- What you will do:
From the top of the records below, return each line exactly, ending with the line that contains "use super::PostgresFeedStore;".

Extracted data entries:
▬▬▬▬▬▬▬▬▬▬

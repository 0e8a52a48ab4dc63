use async_trait::async_trait;
use chrono::{DateTime, Duration, Utc};
use feed_engine_shared::types::{Event, EventId, EventStatus, NewEvent};
use sqlx::{Postgres, Row, Transaction};

use super::PostgresFeedStore;
use super::rows::{EVENT_COLUMNS, event_from_row, limit};
use crate::errors::RepositoryError;
use crate::interfaces::{EventQueueRepository, EventTransition};

impl PostgresFeedStore {
    /// Appends an event inside the caller's transaction, so it only becomes
    /// visible to the poller once the domain write that produced it commits.
    pub async fn enqueue_in_tx(
        tx: &mut Transaction<'_, Postgres>,
        event: &NewEvent,
    ) -> Result<EventId, RepositoryError> {
        let row = sqlx::query(
            r#"
            INSERT INTO feed_events (entity_type, entity_id, action, actor_id, extra, occurred_at)
            VALUES ($1, $2, $3, $4, $5, $6)
            RETURNING id
            "#,
        )
        .bind(event.entity_type.as_str())
        .bind(event.entity_id)
        .bind(event.action.as_str())
        .bind(event.actor_id)
        .bind(&event.extra)
        .bind(event.occurred_at)
        .fetch_one(&mut **tx)
        .await?;

        Ok(row.try_get("id")?)
    }
}

#[async_trait]
impl EventQueueRepository for PostgresFeedStore {
    async fn enqueue(&self, event: &NewEvent) -> Result<EventId, RepositoryError> {
        let mut tx = self.pool.begin().await?;
        let id = Self::enqueue_in_tx(&mut tx, event).await?;
        tx.commit().await?;
        Ok(id)
    }

    async fn poll(
        &self,
        batch_size: usize,
        lease: Duration,
        now: DateTime<Utc>,
    ) -> Result<Vec<Event>, RepositoryError> {
        if batch_size == 0 {
            return Ok(Vec::new());
        }

        let query = format!(
            r#"
            UPDATE feed_events SET status = 'started', started_at = $1
            WHERE id IN (
                SELECT id FROM feed_events
                WHERE (status IN ('new', 'delayed') AND scheduled_at <= $1)
                   OR (status = 'started' AND started_at <= $2)
                ORDER BY id
                LIMIT $3
                FOR UPDATE SKIP LOCKED
            )
            RETURNING {EVENT_COLUMNS}
            "#
        );

        let rows = sqlx::query(&query)
            .bind(now)
            .bind(now - lease)
            .bind(limit(batch_size))
            .fetch_all(&self.pool)
            .await?;

        let mut events = rows.iter().map(event_from_row).collect::<Result<Vec<_>, _>>()?;
        events.sort_by_key(|event| event.id);
        Ok(events)
    }

    async fn transition(
        &self,
        event_id: EventId,
        transition: &EventTransition,
    ) -> Result<bool, RepositoryError> {
        let result = sqlx::query(
            r#"
            UPDATE feed_events SET
                status = $2,
                scheduled_at = COALESCE($3, scheduled_at),
                retry_count = retry_count + CASE WHEN $4 THEN 1 ELSE 0 END,
                last_error = COALESCE($5, last_error)
            WHERE id = $1 AND status = 'started'
            "#,
        )
        .bind(event_id)
        .bind(transition.status.as_str())
        .bind(transition.scheduled_at)
        .bind(transition.increment_retry)
        .bind(transition.error.as_deref())
        .execute(&self.pool)
        .await?;

        Ok(result.rows_affected() == 1)
    }

    async fn get_event(&self, event_id: EventId) -> Result<Option<Event>, RepositoryError> {
        let query = format!("SELECT {EVENT_COLUMNS} FROM feed_events WHERE id = $1");
        let row = sqlx::query(&query)
            .bind(event_id)
            .fetch_optional(&self.pool)
            .await?;

        row.as_ref().map(event_from_row).transpose()
    }

    async fn failed_events(&self, max: usize) -> Result<Vec<Event>, RepositoryError> {
        let query = format!("SELECT {EVENT_COLUMNS} FROM feed_events WHERE status = $1 ORDER BY id LIMIT $2");
        let rows = sqlx::query(&query)
            .bind(EventStatus::Error.as_str())
            .bind(limit(max))
            .fetch_all(&self.pool)
            .await?;

        rows.iter().map(event_from_row).collect()
    }

    async fn requeue(&self, event_id: EventId, now: DateTime<Utc>) -> Result<bool, RepositoryError> {
        let result = sqlx::query(
            r#"
            UPDATE feed_events SET status = 'new', retry_count = 0, scheduled_at = $2, started_at = NULL
            WHERE id = $1 AND status = 'error'
            "#,
        )
        .bind(event_id)
        .bind(now)
        .execute(&self.pool)
        .await?;

        Ok(result.rows_affected() == 1)
    }
}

▬▬▬▬▬▬▬▬▬▬

- Written solution:
repository 0e8a52a48ab4dc63
use async_trait::async_trait;
use chrono::{DateTime, Duration, Utc};
use feed_engine_shared::types::{Event, EventId, EventStatus, NewEvent};
use sqlx::{Postgres, Row, Transaction};

use super::PostgresFeedStore;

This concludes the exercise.